Differences in label searching with SPARQL and MediaWiki API

List overview All Threads
Download

newer

older

Blog post and report on Indic...

Weekly Summary #427

Thad Guidry

11 Jul 2020 11 Jul '20

5:11 p.m.

This query times out:

SELECT ?item ?label WHERE { ?item wdt:P31 ?instance ; rdfs:label ?label ; rdfs:label ?enLabel . FILTER(CONTAINS(lcase(?label), "Soriano")). FILTER(?instance != wd:Q5). SERVICE wikibase:label {bd:serviceParam wikibase:language "en".} } LIMIT 100

I have this feeling that it's not actually using an index or even asking the right question and so is slow and times out?

However the MediaWiki wbsearchentities API does seem to use an index and is performant for label searching: https://www.wikidata.org/w/api.php?action=wbsearchentities&search=sorian...

How can I get my SPARQL query to be more performant or asking the right question?

(BTW, once I have some answers, I intend to make this page a bit more useful with that information for other users ... https://www.wikidata.org/wiki/Wikidata:Data_access)

Thad https://www.linkedin.com/in/thadguidry/

Attachments:

attachment.htm (text/html — 2.5 KB)

Show replies by date

David Causse

13 Jul 13 Jul

7:25 a.m.

New subject: Differences in label searching with SPARQL and MediaWiki API

On Sat, Jul 11, 2020 at 7:12 PM Thad Guidry thadguidry@gmail.com wrote:

...

This query times out:

SELECT ?item ?label WHERE { ?item wdt:P31 ?instance ; rdfs:label ?label ; rdfs:label ?enLabel . FILTER(CONTAINS(lcase(?label), "Soriano")). FILTER(?instance != wd:Q5). SERVICE wikibase:label {bd:serviceParam wikibase:language "en".} } LIMIT 100

I have this feeling that it's not actually using an index or even asking the right question and so is slow and times out?

Indeed, none of the criteria in your query allows the triple store to determine an index to follow to extract the results in a timely manner.
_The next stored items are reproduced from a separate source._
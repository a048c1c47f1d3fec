//! In-memory key storage.

use crate::domain::errors::KeyStoreError;
use crate::ports::outbound::KeyStorage;
use parking_lot::RwLock;
use shared_types::{KeyRecord, MinionId};
use std::collections::BTreeMap;

/// `KeyStorage` backed by a map. Lost on drop.
#[derive(Default)]
pub struct MemoryKeyStorage {
    records: RwLock<BTreeMap<MinionId, KeyRecord>>,
}

impl MemoryKeyStorage {
    /// Empty storage.
    #[must_use]
    pub fn new() -> Self {
        Self::default()
    }
}

impl KeyStorage for MemoryKeyStorage {
    fn load(&self, minion_id: &MinionId) -> Result<Option<KeyRecord>, KeyStoreError> {
        Ok(self.records.read().get(minion_id).cloned())
    }

    fn store(&self, record: &KeyRecord) -> Result<(), KeyStoreError> {
        self.records
            .write()
            .insert(record.minion_id.clone(), record.clone());
        Ok(())
    }

    fn remove(&self, minion_id: &MinionId) -> Result<bool, KeyStoreError> {
        Ok(self.records.write().remove(minion_id).is_some())
    }

    fn list(&self) -> Result<Vec<KeyRecord>, KeyStoreError> {
        Ok(self.records.read().values().cloned().collect())
    }
}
The sole non negative criterion would be FILTER(CONTAINS(lcase(?label), "Soriano")) but being in a FILTER and moreover a function it cannot be used to determine an index to work on. The only way to speed-up your query would be to introduce a discriminant "matching" criterion.
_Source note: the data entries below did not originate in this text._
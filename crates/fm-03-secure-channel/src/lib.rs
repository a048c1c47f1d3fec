//! # Secure Channel Codec (FM-03)
//!
//! Seals and opens every post-handshake message with the session's AES-256
//! key.
//!
//! ## Wire Construction
//!
//! ```text
//! nonce = direction tag (4 bytes) ‖ seq (8 bytes, big-endian)
//! aad   = "fm-channel-v1" ‖ session id (16) ‖ direction tag (4) ‖ seq (8)
//! ```
//!
//! Sequence numbers are per direction and strictly increasing, so a nonce is
//! never reused under one key. The receiver keeps the highest sequence it
//! has accepted and refuses anything at or below it.
//!
//! ## Security Notes
//!
//! - The receive counter only advances after the GCM tag verifies; a forged
//!   frame cannot burn sequence numbers.
//! - A revoked channel fails before the key is touched.

pub mod domain;
pub mod service;

pub use domain::channel::{ChannelState, Direction};
pub use domain::errors::ChannelError;
pub use service::SecureChannel;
However the MediaWiki wbsearchentities API does seem to use an index and is

...

performant for label searching:

https://www.wikidata.org/w/api.php?action=wbsearchentities&search=sorian...

wbsearchentitiies is backed by elasticsearch which is optimized for such lookups.
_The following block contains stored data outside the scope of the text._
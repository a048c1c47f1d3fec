//! # Outbound Ports (Driven Ports)
//!
//! The job cache (returner): durable job loads, returns and the event
//! archive.
//!
//! Production: [`LocalJobCache`](crate::LocalJobCache)
//! Testing: [`MemoryJobCache`](crate::MemoryJobCache)

use crate::domain::errors::JobCacheError;
use crate::domain::job::{JobLoad, RecordedEvent};
use shared_types::{Job, JobId, JobReturn, MinionId};
use std::collections::BTreeMap;

/// Job cache operations.
pub trait JobCache: Send + Sync {
    /// Reserve `passed`, or allocate and reserve a fresh JID.
    ///
    /// A passed JID that already names a job (loaded, holding returns, or
    /// reserved) is `JidTaken`; reservation is atomic, so of two callers
    /// passing the same JID exactly one succeeds.
    fn prep_jid(&self, passed: Option<JobId>) -> Result<JobId, JobCacheError>;

    /// Store (or replace) the load of `job` with its recipients.
    fn save_load(&self, job: &Job, minions: &[MinionId]) -> Result<(), JobCacheError>;

    /// The stored load, if any.
    fn get_load(&self, jid: &JobId) -> Result<Option<JobLoad>, JobCacheError>;

    /// Store a return. Returns are immutable; a second one for the same
    /// minion and job is `DuplicateReturn`.
    fn save_return(&self, ret: &JobReturn) -> Result<(), JobCacheError>;

    /// All returns of a job.
    fn get_jid(&self, jid: &JobId) -> Result<BTreeMap<MinionId, JobReturn>, JobCacheError>;

    /// Every stored load.
    fn get_jids(&self) -> Result<BTreeMap<JobId, JobLoad>, JobCacheError>;

    /// The `count` most recent loads, optionally without
    /// [`FIND_JOB_FUN`](crate::FIND_JOB_FUN) probes.
    fn get_jids_filter(
        &self,
        count: usize,
        filter_find_job: bool,
    ) -> Result<BTreeMap<JobId, JobLoad>, JobCacheError> {
        let loads = self.get_jids()?;
        Ok(loads
            .into_iter()
            .rev()
            .filter(|(_, load)| !filter_find_job || load.job.fun != crate::FIND_JOB_FUN)
            .take(count)
            .collect())
    }

    /// The latest return of `fun` from each minion.
    fn get_fun(&self, fun: &str) -> Result<BTreeMap<MinionId, JobReturn>, JobCacheError>;

    /// Every minion that ever returned.
    fn get_minions(&self) -> Result<Vec<MinionId>, JobCacheError>;

    /// Append events to the archive.
    fn event_return(&self, events: &[RecordedEvent]) -> Result<(), JobCacheError>;

    /// Archived events, oldest first.
    fn get_events(&self) -> Result<Vec<RecordedEvent>, JobCacheError>;

    /// Drop jobs and events older than `keep_jobs_hours`, moving them to the
    /// archive when `archive` is set. `0` keeps everything. Returns the
    /// number of jobs removed.
    fn clean_old_jobs(&self, keep_jobs_hours: u64, archive: bool) -> Result<usize, JobCacheError>;
}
How can I get my SPARQL query to be more performant or asking the right

...

question?

Unfortunate I don't see an obvious way to adapt your sparql query and keep exactly the same semantic but to illustrate the problem:

SELECT ?item ?label WHERE { ?item wdt:P31 ?instance ; rdfs:label "Soriano"@en . FILTER(?instance != wd:Q5). } LIMIT 100

will return results in a timely manner, only because we helped the graph traversal with an initial path on ?item rdfs:label "Soriano"@en.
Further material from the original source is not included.